It's true that early in the process is not OK to spend to much time on
details. You'll just want to grab a pencil and a sheet of paper (or a digital
equivalent as Balsamiq Mockups) and sketch down as many ideas as you need.

However, there is a point/stage where you'll need to dig down into the
details, as many as possible to make sure, again as much as possible, that you
got the requirements right.

Another thing: IMHO there is a clear difference between an wireframe and a
prototype. With both you can go from plain, or even sketchy look'n'feel up to
a polished design.

FlairBuilder aims to bring the amount of interactivity that coded prototypes
have (for proper usability and user feedback ), with the plain simple
look'n'feel of wireframes.

Cheers, Cristian

------
gits_tokyo
Workflow that has worked for me in the past: 1) Brainstorm on paper 2) Roll
out in HTML w/ CSS, mix in light scripting in areas that need them (repeaters,
design direction A/B, ...etc) 3) Writing code is easy that's not the hard part
of any project. So... Don't develop any backend code till it's real -- concept
has been realized fully in HTML & CSS w/ relevant content and images -- by
relevant content I mean something a test user would actually sit and read.

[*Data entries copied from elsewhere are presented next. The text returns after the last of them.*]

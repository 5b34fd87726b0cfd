// crates/pizza-core/tests/order_store.rs
use pizza_core::{build_order, Checkout, Delivery, Order, OrderBuilder, OrderStore, Size};

fn order_with_topping(topping: &str) -> Order {
    OrderBuilder::new().add_topping(topping).build()
}

#[test]
fn place_appends_at_the_end() {
    let mut store = OrderStore::new();
    store.place_order(order_with_topping("Cheese"));

    let placed = order_with_topping("Olives");
    store.place_order(placed.clone());

    let all = store.get_all();
    assert_eq!(all.len(), 2);
    assert_eq!(all.last(), Some(&placed));
}

#[test]
fn duplicates_are_kept() {
    let mut store = OrderStore::new();
    let order = order_with_topping("Cheese");
    store.place_order(order.clone());
    store.place_order(order.clone());

    assert_eq!(store.get_all(), vec![order.clone(), order]);
}

#[test]
fn remove_in_range_shifts_later_orders_left() {
    let mut store = OrderStore::new();
    let a = order_with_topping("A");
    let b = order_with_topping("B");
    let c = order_with_topping("C");
    for order in [&a, &b, &c] {
        store.place_order(order.clone());
    }

    assert_eq!(store.remove_order(1), Some(b));
    assert_eq!(store.get_all(), vec![a, c]);
}

#[test]
fn remove_out_of_range_is_a_no_op() {
    let mut store = OrderStore::new();
    store.place_order(order_with_topping("A"));
    store.place_order(order_with_topping("B"));
    let before = store.get_all();

    assert_eq!(store.remove_order(2), None);
    assert_eq!(store.remove_order(usize::MAX), None);
    assert_eq!(store.get_all(), before);

    let mut empty = OrderStore::new();
    assert_eq!(empty.remove_order(0), None);
    assert!(empty.is_empty());
}

#[test]
fn clear_empties_the_store() {
    let mut store = OrderStore::new();
    store.place_order(order_with_topping("A"));
    store.place_order(order_with_topping("B"));

    store.clear_orders();

    assert!(store.get_all().is_empty());
    assert_eq!(store.len(), 0);
}

#[test]
fn get_all_returns_an_independent_copy() {
    let mut store = OrderStore::new();
    store.place_order(order_with_topping("A"));

    let mut copy = store.get_all();
    copy.clear();
    copy.push(order_with_topping("X"));
    copy.push(order_with_topping("Y"));

    assert_eq!(store.len(), 1);
    assert_eq!(store.get_all()[0].toppings(), ["A"]);
}

#[test]
fn checkout_on_empty_store_changes_nothing() {
    let mut store = OrderStore::new();
    let outcome = store.checkout();

    assert_eq!(outcome, Checkout::Empty);
    assert!(outcome.is_empty());
    assert_eq!(outcome.count(), 0);
    assert!(store.is_empty());
}

#[test]
fn checkout_takes_every_order_in_placement_order() {
    let mut store = OrderStore::new();
    let a = order_with_topping("A");
    let b = order_with_topping("B");
    store.place_order(a.clone());
    store.place_order(b.clone());

    let outcome = store.checkout();

    assert_eq!(outcome.count(), 2);
    assert_eq!(outcome.into_orders(), vec![a, b]);
    assert!(store.is_empty());
}

#[test]
fn large_cheese_olive_delivery_round_trip() {
    let mut store = OrderStore::new();
    let order = build_order(
        Size::Large,
        ["Cheese", "Olives"],
        ["Extra Cheese"],
        Delivery::HomeDelivery,
    );

    store.place_order(order.clone());
    let all = store.get_all();
    assert_eq!(all[0], order);
    assert_eq!(all[0].size(), Size::Large);
    assert_eq!(all[0].toppings(), ["Cheese", "Olives"]);
    assert_eq!(all[0].addons(), ["Extra Cheese"]);
    assert_eq!(all[0].delivery(), Delivery::HomeDelivery);

    store.remove_order(0);
    assert!(store.get_all().is_empty());
}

With all that in mind, I don't see the value in introducing a new tool in my
workflow. Perhaps I'm outside of the targeted market as I've only seen a
reference for bloggers via the info on the start page.

Here are a few critical things I'd be incorporating if I was developing
flairbuilder.

1) Export to HTML. 2) Export to CSS, perhaps even utilizing one of the many
CSS framework.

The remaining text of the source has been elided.